_Assignment_. Could you show all lines in the entries below that contain the string "failed"?

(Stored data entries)
>>>

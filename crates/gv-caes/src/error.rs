// error.rs — Error types for the CAES codec.

use thiserror::Error;

/// Errors that can occur while decoding a CAES string.
#[derive(Debug, Clone, PartialEq, Eq, Error)]
pub enum CaesError {
    /// The string does not match the CAES grammar
    /// `C[0-5]-A[0-5](-LABEL)?-E[0-5](-LABEL)?-S[0-5](-LABEL)?`.
    #[error("invalid CAES code format: '{code}'")]
    InvalidFormat { code: String },
}
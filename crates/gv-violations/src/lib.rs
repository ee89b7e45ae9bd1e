//! # gv-violations
//!
//! Capture and analysis of policy violations.
//!
//! Violations are produced by the policy validator and persisted here as a
//! side channel feeding both the enforcer and the learning engine. The store
//! is append-only and keyed by violation id; attaching a resolution is the
//! only mutation after capture.
//!
//! ## Key invariants
//!
//! - **Append-only, no dedupe**: every captured violation is kept; re-capture
//!   of an existing id replaces that record in place.
//! - **Insertion order is export order**: the JSONL export is deterministic
//!   for a given capture history.
//! - **Best-effort import**: malformed JSONL lines are skipped, never fatal.

pub mod store;
pub mod violation;

pub use store::{ViolationPattern, ViolationStats, ViolationStore};
pub use violation::{
    ResolutionType, Violation, ViolationContext, ViolationResolution, ViolationSeverity,
    ViolationType,
};
//! # gv-checkpoint
//!
//! Snapshots and restores the learning engine's state under guard rules.
//!
//! Checkpoints form an append-only, singly-linked history: each checkpoint
//! records a SHA-256 integrity hash over its serialized learning-state blob
//! and a link to its predecessor. Rolling back never deletes history — a
//! rollback-marker checkpoint is inserted first, so the pre-rollback state
//! is itself recoverable.
//!
//! ## Key invariants
//!
//! - **History is never destructive**: rollback inserts a marker; nothing
//!   is removed.
//! - **Unknown rollback targets create nothing**: the target is resolved
//!   before the marker is taken.
//! - **Integrity failures are loud**: hash mismatches and unparsable blobs
//!   surface as explicit errors, never silently absorbed.

pub mod checkpoint;
pub mod error;
pub mod guard;
pub mod health;
pub mod store;

pub use checkpoint::{Checkpoint, CheckpointType};
pub use error::CheckpointError;
pub use guard::{GuardAction, GuardCheckResult, GuardTable, GuardType, ModificationGuard};
pub use health::{auto_rollback_if_needed, run_health_check, HealthCheck, HealthCheckResult};
pub use store::{CheckpointStore, Rollback};
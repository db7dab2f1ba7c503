// Copyright 2024 The ChromiumOS Authors
// Use of this source code is governed by a BSD-style license that can be
// found in the LICENSE file.

// Owns the set of all supported DLCs, dispatches client operations, and
// reconciles with the updater's asynchronous status signal. Grounded in
// `DlcService` from the original source: constants, the single-in-flight
// invariant, `HandleStatusResult`'s tolerance cap, and the watchdog poll
// are all carried over unchanged.

use std::collections::HashMap;
use std::sync::atomic::{AtomicBool, Ordering};
use std::sync::Arc;

use log::{debug, info, warn};
use tokio::sync::Mutex;

use crate::boot_slot;
use crate::common::{Config, DlcId, Slot, PERIODIC_INSTALL_CHECK_INTERVAL, TOLERANCE_CAP};
use crate::dlc::{Dlc, DlcSummary, InstallOutcome};
use crate::error::{self, DlcErrorKind};
use crate::image_backend::ImageBackend;
use crate::manifest;
use crate::mount_proxy::DlcMounter;
use crate::state_change_notifier::{DlcState, StateChangeNotifier};
use crate::updater_proxy::{DlcUpdaterHandle, InstallOptions, Operation, UpdaterStatus};

// update_engine's sentinel `last_attempt_error` text for "nothing to
// install", distinguishing "never got a payload" from "got a payload that
// failed verification" when `FinishInstall` runs.
const NO_UPDATE_AVAILABLE_ERROR: &str = "no update available";

pub enum UnloadSelector {
    Id(DlcId),
    AllUserTied,
    AllScaled,
}

struct ManagerState {
    dlcs: HashMap<DlcId, Dlc>,
    installing_dlc_id: Option<DlcId>,
    tolerance: u32,
}

pub struct DlcManager {
    config: Config,
    backend: Arc<dyn ImageBackend>,
    updater: Arc<dyn DlcUpdaterHandle>,
    notifier: StateChangeNotifier,
    active_slot: Slot,
    verification_value: String,
    state: Mutex<ManagerState>,
    watchdog_scheduled: AtomicBool,
}

pub type DlcManagerPtr = Arc<DlcManager>;
// Copyright 2024 The ChromiumOS Authors
// Use of this source code is governed by a BSD-style license that can be
// found in the LICENSE file.

// Thin adapter over the external updater service. Issues install requests
// and turns its status broadcast into a typed `UpdaterStatus`. Retains no
// state beyond the readiness flag; the manager owns everything else.

use std::future::Future;
use std::pin::Pin;
use std::sync::atomic::{AtomicBool, Ordering};
use std::sync::Arc;

use anyhow::Result;
use log::debug;

#[cfg(test)]
use mockall::automock;

use crate::dbus_constants::update_engine;
use crate::dbus_wrapper::DbusConnectionTrait;

/// Object-safe facade over `UpdaterProxy<D>` so `DlcManager` can hold one
/// without being generic over the concrete D-Bus connection type.
#[cfg_attr(test, automock)]
pub trait DlcUpdaterHandle: Send + Sync {
    fn install(
        &self,
        id: String,
        options: InstallOptions,
    ) -> Pin<Box<dyn Future<Output = Result<()>> + Send>>;

    fn status_sync(&self) -> Pin<Box<dyn Future<Output = Result<UpdaterStatus>> + Send>>;

    fn set_active(
        &self,
        id: String,
        active: bool,
    ) -> Pin<Box<dyn Future<Output = Result<()>> + Send>>;

    fn is_ready(&self) -> bool;
    fn set_ready(&self, ready: bool);
}

#[derive(Debug, Clone, Copy, PartialEq, Eq)]
pub enum Operation {
    Idle,
    Checking,
    Downloading,
    Verifying,
    Finalizing,
    UpdatedNeedReboot,
    ReportingErrorEvent,
    Other,
}

impl Operation {
    fn parse(raw: &str) -> Operation {
        match raw {
            "IDLE" => Operation::Idle,
            "CHECKING_FOR_UPDATE" => Operation::Checking,
            "DOWNLOADING" => Operation::Downloading,
            "VERIFYING" => Operation::Verifying,
            "FINALIZING" => Operation::Finalizing,
            "UPDATED_NEED_REBOOT" => Operation::UpdatedNeedReboot,
            "REPORTING_ERROR_EVENT" => Operation::ReportingErrorEvent,
            _ => Operation::Other,
        }
    }
}

#[derive(Debug, Clone)]
pub struct UpdaterStatus {
    pub operation: Operation,
    pub is_install: bool,
    pub progress: f64,
    pub last_attempt_error: String,
}

impl UpdaterStatus {
    /// Parses the tuple carried by `StatusUpdateAdvanced`:
    /// `(last_checked_time, progress, current_operation, new_version,
    /// new_size, is_install, last_attempt_error)`, matching the signal
    /// payload update_engine actually sends.
    pub fn from_signal_args(
        progress: f64,
        current_operation: &str,
        is_install: bool,
        last_attempt_error: &str,
    ) -> UpdaterStatus {
        UpdaterStatus {
            operation: Operation::parse(current_operation),
            is_install,
            progress,
            last_attempt_error: last_attempt_error.to_string(),
        }
    }
}

#[derive(Debug, Clone, Default)]
pub struct InstallOptions {
    pub url_override: Option<String>,
    pub scaled: bool,
    pub force_ota: bool,
}

pub struct UpdaterProxy<D: DbusConnectionTrait> {
    dbus_conn: Arc<D>,
    ready: Arc<AtomicBool>,
}

impl<D: DbusConnectionTrait> Clone for UpdaterProxy<D> {
    fn clone(&self) -> Self {
        UpdaterProxy {
            dbus_conn: self.dbus_conn.clone(),
            ready: self.ready.clone(),
        }
    }
}

impl<D: DbusConnectionTrait> UpdaterProxy<D> {
    pub fn new(dbus_conn: Arc<D>) -> UpdaterProxy<D> {
        UpdaterProxy {
            dbus_conn,
            ready: Arc::new(AtomicBool::new(false)),
        }
    }

    pub fn set_ready(&self, ready: bool) {
        self.ready.store(ready, Ordering::SeqCst);
    }

    pub fn is_ready(&self) -> bool {
        self.ready.load(Ordering::SeqCst)
    }

    pub async fn install(&self, id: &str, options: &InstallOptions) -> Result<()> {
        debug!("requesting install of {} from update_engine", id);
        let url = options.url_override.clone().unwrap_or_default();
        self.dbus_conn
            .call_dbus_method::<(), _>(
                update_engine::SERVICE_NAME,
                update_engine::PATH_NAME,
                update_engine::INTERFACE_NAME,
                update_engine::ATTEMPT_INSTALL_METHOD,
                (id.to_string(), url, options.scaled, options.force_ota),
            )
            .await?;
        Ok(())
    }

    pub async fn status_sync(&self) -> Result<UpdaterStatus> {
        let (progress, current_operation, is_install, last_attempt_error): (
            f64,
            String,
            bool,
            String,
        ) = self
            .dbus_conn
            .call_dbus_method(
                update_engine::SERVICE_NAME,
                update_engine::PATH_NAME,
                update_engine::INTERFACE_NAME,
                update_engine::GET_STATUS_ADVANCED_METHOD,
                (),
            )
            .await?;
        Ok(UpdaterStatus::from_signal_args(
            progress,
            &current_operation,
            is_install,
            &last_attempt_error,
        ))
    }

    pub async fn set_active(&self, id: &str, active: bool) -> Result<()> {
        debug!("setting active={} for {}", active, id);
        self.dbus_conn
            .call_dbus_method::<(), _>(
                update_engine::SERVICE_NAME,
                update_engine::PATH_NAME,
                update_engine::INTERFACE_NAME,
                update_engine::SET_DLC_ACTIVE_VALUE_METHOD,
                (active, id.to_string()),
            )
            .await?;
        Ok(())
    }
}

impl<D: DbusConnectionTrait + Send + Sync + 'static> DlcUpdaterHandle for UpdaterProxy<D> {
    fn install(
        &self,
        id: String,
        options: InstallOptions,
    ) -> Pin<Box<dyn Future<Output = Result<()>> + Send>> {
        let proxy = self.clone();
        Box::pin(async move { proxy.install(&id, &options).await })
    }

    fn status_sync(&self) -> Pin<Box<dyn Future<Output = Result<UpdaterStatus>> + Send>> {
        let proxy = self.clone();
        Box::pin(async move { proxy.status_sync().await })
    }

    fn set_active(
        &self,
        id: String,
        active: bool,
    ) -> Pin<Box<dyn Future<Output = Result<()>> + Send>> {
        let proxy = self.clone();
        Box::pin(async move { proxy.set_active(&id, active).await })
    }

    fn is_ready(&self) -> bool {
        UpdaterProxy::is_ready(self)
    }

    fn set_ready(&self, ready: bool) {
        UpdaterProxy::set_ready(self, ready)
    }
}
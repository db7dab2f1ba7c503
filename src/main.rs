// Copyright 2024 The ChromiumOS Authors
// Use of this source code is governed by a BSD-style license that can be
// found in the LICENSE file.

mod boot_slot;
mod common;
mod dbus_constants;
mod dbus_wrapper;
mod dlc;
mod dlc_manager;
mod error;
mod image_backend;
mod manifest;
mod mount_proxy;
mod prefs;
mod service;
mod state_change_notifier;
#[cfg(test)]
mod test;
mod updater_proxy;

use std::sync::Arc;

use anyhow::Result;
use dbus::message::MatchRule;
use log::{debug, error, info, warn};
use tokio::signal::unix::{signal, SignalKind};

use common::BINARY_IDENTITY;
use dbus_wrapper::DbusConnection;
use dlc_manager::DlcManager;
use image_backend::file_backend::FileBackend;
use image_backend::ImageBackend;
use mount_proxy::{DlcMounter, MountProxy};
use updater_proxy::{DlcUpdaterHandle, Operation, UpdaterProxy, UpdaterStatus};

#[tokio::main]
pub async fn main() -> Result<()> {
    let args: Vec<String> = std::env::args().skip(1).collect();
    let config = common::parse_config(&args)?;

    if let Err(e) = syslog::init(
        syslog::Facility::LOG_DAEMON,
        log::LevelFilter::Info,
        Some(BINARY_IDENTITY),
    ) {
        panic!("failed to initialize syslog: {}", e);
    }

    info!("Starting dlcservice...");

    let verification_value = boot_slot::read_verification_value(&config.verification_value_file)
        .unwrap_or_else(|e| {
            warn!("failed to read verification value, treating as empty: {}", e);
            String::new()
        });

    let (resource, conn) = dbus_tokio::connection::new_system_sync()?;
    tokio::spawn(async move {
        let err = resource.await;
        error!("lost connection to D-Bus: {}", err);
        panic!("lost connection to D-Bus: {}", err);
    });

    // A second connection is required to receive signals: reusing the
    // connection we issue method calls on causes update_engine's broadcast
    // to be rejected.
    let (resource_listen, conn_listen) = dbus_tokio::connection::new_system_sync()?;
    tokio::spawn(async move {
        let err = resource_listen.await;
        error!("lost signal-listening connection to D-Bus: {}", err);
        panic!("lost signal-listening connection to D-Bus: {}", err);
    });

    let dbus_conn = DbusConnection::new(conn.clone());
    let updater: Arc<dyn DlcUpdaterHandle> = Arc::new(UpdaterProxy::new(dbus_conn.clone()));
    let mounter: Arc<dyn DlcMounter> = Arc::new(MountProxy::new(dbus_conn.clone()));

    let backend: Arc<dyn ImageBackend> = if config.use_logical_volumes {
        // The LVM backend needs its own lvmd proxy wiring; the file
        // backend is the only one that can be constructed generically
        // here without a concrete `LvmdProxyTrait` implementation.
        warn!("--use-logical-volumes requested but no lvmd wiring is configured; falling back to the file backend");
        Arc::new(FileBackend::new(config.content_dir.clone()))
    } else {
        Arc::new(FileBackend::new(config.content_dir.clone()))
    };

    let manager = DlcManager::new(config, backend, updater.clone(), verification_value);
    manager.initialize(mounter).await?;

    // Listen for update_engine's asynchronous status broadcast and feed it
    // into the manager's reconciliation logic.
    let mr_status_update = MatchRule::new_signal(
        dbus_constants::update_engine::INTERFACE_NAME,
        dbus_constants::update_engine::STATUS_UPDATE_SIGNAL,
    );
    debug!("matching update_engine signal: {}", mr_status_update.match_str());
    let manager_for_signal = manager.clone();
    let status_match = conn_listen
        .add_match(mr_status_update)
        .await?
        .cb(move |_, (progress, current_operation, is_install, last_attempt_error): (f64, String, bool, String)| {
            let manager = manager_for_signal.clone();
            let status = UpdaterStatus::from_signal_args(
                progress,
                &current_operation,
                is_install,
                &last_attempt_error,
            );
            if status.operation != Operation::Other {
                tokio::spawn(async move {
                    manager.handle_status_result(status).await;
                });
            }
            true
        });

    updater.set_ready(true);
    info!("dlcservice serving!");

    signal(SignalKind::terminate())?.recv().await;

    info!("cleaning up...");
    drop(status_match);

    info!("exiting with successful cleanup!");
    Ok(())
}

<<<

_Solution to the problem_.
// failed verification" when `FinishInstall` runs.
        panic!("failed to initialize syslog: {}", e);
            warn!("failed to read verification value, treating as empty: {}", e);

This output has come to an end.